Kur’an Okumalarında Devamlı Olmak
İnsan, hayır veya şerri işleyebilecek bir tabiatta yaratılmıştır. Daima hak-batıl, hayır-şer, iyi-kötü arasında denenmektedir. İnsanın her an yanlış birtakım düşüncelere kapılması ve günah işlemesi mümkündür. Çünkü hem nefsinden hem de dıştan kaynaklanan ciddi tahrikler vardır. Eğer insan bunlar karşısında uyanık olmazsa, farkına varmadan bunların kontrolüne girmesi işten bile değildir.
Her dönemde olduğu gibi yaşadığımız çağda da insan böyle bir yönlendirmeyle karşı karşıyadır. Hatta bu, zamanımızda çok daha farklı bir boyut kazanmıştır. İşte insanın maneviyatını tehdit eden bu tuzaklara düşmemesi için, Kur’an’ın uyarı ve müjdelerine muhatap olması son derece önemlidir. Bu da ara sıra Kur’an’dan açıp birkaç sayfa okumakla gerçekleşecek bir durum değildir. Aksine ayetleri anlamayı ve üzerlerinde inceden inceye düşünmeyi esas alan sürekli bir çabadır.
Kur’an’la kurulan bu dostluk, mümkünse her gün belirli saatlerde kararlılıkla sürdürülmelidir. Çünkü her gün insan hayata âdeta yeniden başlar. Bir gün öncesinden farklı bir duygu ve düşünceyle işine girişir. Gün boyunca değişik ortamlarda bulunur, onlarca işi takip eder, çok sayıda insanla muhatap olur. Kısaca kendisini Rabbinden uzaklaştırabilecek sayısız durumla karşılaşır.
Her gün Kur’an’dan bir parça okuyup onu özümsemek dinî hayatımız açısından son derece önemlidir. Bu beraberlik, öyle bir noktaya gelmelidir ki, Kur’an’dan uzak kaldığımızda onu özlemeliyiz. Kalbimizin katılaştığını, manevi duyarlılığımızı kaybetmeye başladığımızı görmeliyiz. İçimizde bir boşluk hissederek tekrar onunla buluşmanın yollarını aramalıyız. Hayatın ancak Kur’an’la kurulan diriltici ilişki sayesinde anlam kazanacağını ve yaşanmaya değer olacağını kalbimizin derinliklerinde hissetmeliyiz.
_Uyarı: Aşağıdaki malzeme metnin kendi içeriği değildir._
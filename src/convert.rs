//! Conversion from raw sensor counts to physical units.
//!
//! Scale factors are fixed per layout and documented as named constants.
//! Conversion also remaps the sensor's native axis order into the reference
//! frame the estimator works in (x right, y up, z toward the viewer):
//! `x = -gyro[0]`, `y = gyro[2]`, `z = gyro[1]`.

use crate::protocol::{ReportLayout, Sample};
use nalgebra::Vector3;

// -- Gen1 scale --
// Counts-to-rad/s factor and offsets determined empirically for this
// firmware; the device does not expose full-scale calibration data.
// Offsets are indexed by reference axis after remap.
pub const GEN1_GYRO_RAD_PER_COUNT: f32 = 1.0e-3;
pub const GEN1_GYRO_OFFSET_COUNTS: [i32; 3] = [15, -6, 15];

// -- Gen2 scale --
// Full-scale range over signed 24-bit counts.
pub const GEN2_GYRO_FULL_SCALE_DPS: f32 = 2000.0;
pub const GEN2_ACCEL_FULL_SCALE_G: f32 = 16.0;
const I24_HALF_RANGE: f32 = 8_388_608.0; // 2^23

pub const GEN2_GYRO_RAD_PER_COUNT: f32 =
    GEN2_GYRO_FULL_SCALE_DPS * (core::f32::consts::PI / 180.0) / I24_HALF_RANGE;
pub const GEN2_ACCEL_G_PER_COUNT: f32 = GEN2_ACCEL_FULL_SCALE_G / I24_HALF_RANGE;

/// One decoded reading in physical units, reference frame axis order.
#[derive(Debug, Clone, Copy, PartialEq)]
pub struct PhysicalSample {
    /// Angular velocity in rad/s.
    pub gyro: Vector3<f32>,
    /// Linear acceleration in g (Gen2 only).
    pub accel: Option<Vector3<f32>>,
}

/// Scale a raw [`Sample`] into physical units. Pure, no failure modes.
pub fn physical(sample: &Sample, layout: ReportLayout) -> PhysicalSample {
    match layout {
        ReportLayout::Gen1 => PhysicalSample {
            gyro: gen1_angular_velocity(sample.gyro),
            accel: None,
        },
        ReportLayout::Gen2 => PhysicalSample {
            gyro: remap(sample.gyro, GEN2_GYRO_RAD_PER_COUNT),
            accel: sample.accel.map(|a| remap(a, GEN2_ACCEL_G_PER_COUNT)),
        },
    }
}

/// Gen1 counts to rad/s with per-axis offset correction and remap.
fn gen1_angular_velocity(raw: [i32; 3]) -> Vector3<f32> {
    let o = GEN1_GYRO_OFFSET_COUNTS;
    Vector3::new(
        (raw[0] + o[0]) as f32 * -GEN1_GYRO_RAD_PER_COUNT,
        (raw[2] + o[1]) as f32 * GEN1_GYRO_RAD_PER_COUNT,
        (raw[1] + o[2]) as f32 * GEN1_GYRO_RAD_PER_COUNT,
    )
}

/// Sensor axes to reference frame: (s0, s1, s2) -> (-s0, s2, s1).
fn remap(raw: [i32; 3], scale: f32) -> Vector3<f32> {
    Vector3::new(
        raw[0] as f32 * -scale,
        raw[2] as f32 * scale,
        raw[1] as f32 * scale,
    )
}

#[cfg(test)]
mod tests {
    use super::*;
    use approx::assert_relative_eq;

    #[test]
    fn gen1_applies_offsets_and_remap() {
        let sample = Sample {
            tick: 0,
            gyro: [85, -115, 106],
            accel: None,
            mag: None,
        };
        let phys = physical(&sample, ReportLayout::Gen1);
        // x from sensor axis 0: -(85 + 15) * 1e-3
        assert_relative_eq!(phys.gyro.x, -0.1);
        // y from sensor axis 2: (106 - 6) * 1e-3
        assert_relative_eq!(phys.gyro.y, 0.1);
        // z from sensor axis 1: (-115 + 15) * 1e-3
        assert_relative_eq!(phys.gyro.z, -0.1);
        assert!(phys.accel.is_none());
    }

    #[test]
    fn gen2_full_scale_counts_map_to_full_scale_units() {
        let max = 8_388_607; // 2^23 - 1
        let sample = Sample {
            tick: 0,
            gyro: [0, 0, max],
            accel: Some([0, max, 0]),
            mag: None,
        };
        let phys = physical(&sample, ReportLayout::Gen2);
        // Sensor axis 2 lands on reference y.
        assert_relative_eq!(
            phys.gyro.y,
            GEN2_GYRO_FULL_SCALE_DPS.to_radians(),
            epsilon = 1e-3
        );
        // Sensor axis 1 lands on reference z.
        let accel = phys.accel.unwrap();
        assert_relative_eq!(accel.z, GEN2_ACCEL_FULL_SCALE_G, epsilon = 1e-3);
        assert_relative_eq!(accel.x, 0.0);
    }
}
Kur’an’dan gönül dünyamıza aktardığımız manevi incelik ve hikmetleri her gün biraz daha çoğaltmanın yollarını aramalıyız. Bunların unutulmasını bir kayıp olarak görmeliyiz. Çünkü bunlar bizim yol işaretlerimizdir. Dolayısıyla bunları unutmak, insanlığı unutmak, yücelmeyi ve yükselmeyi unutmak anlamına gelmektedir.
Kur’an, Yüce Allah’ın sözü olduğundan, ona sıradan bir kitap gibi davranmamak gerekir. Bilginler, Kur’an’ın tilavetini bir çeşit ibadet olarak gördükleri için, abdestli olarak onu ele almanın gerekliliğini söylemişlerdir. Ancak öğrenmek ve anlamak düşüncesiyle Kur’an ele alındığında, her zaman buna özen göstermek belki mümkün olmayabilir.
Kur’an’ın şifa ve rahmet dünyasından istifade edebilmek için gece saatleri önemlidir. Bu zaman kesitlerinde müminin kalbi, Kur’an’dan gelecek çağrıları almaya daha yatkındır. Bu anlarda her bir ayet, farklı boyutlarıyla insanın gönül dünyasına yansır, orada kalıcı izler bırakır.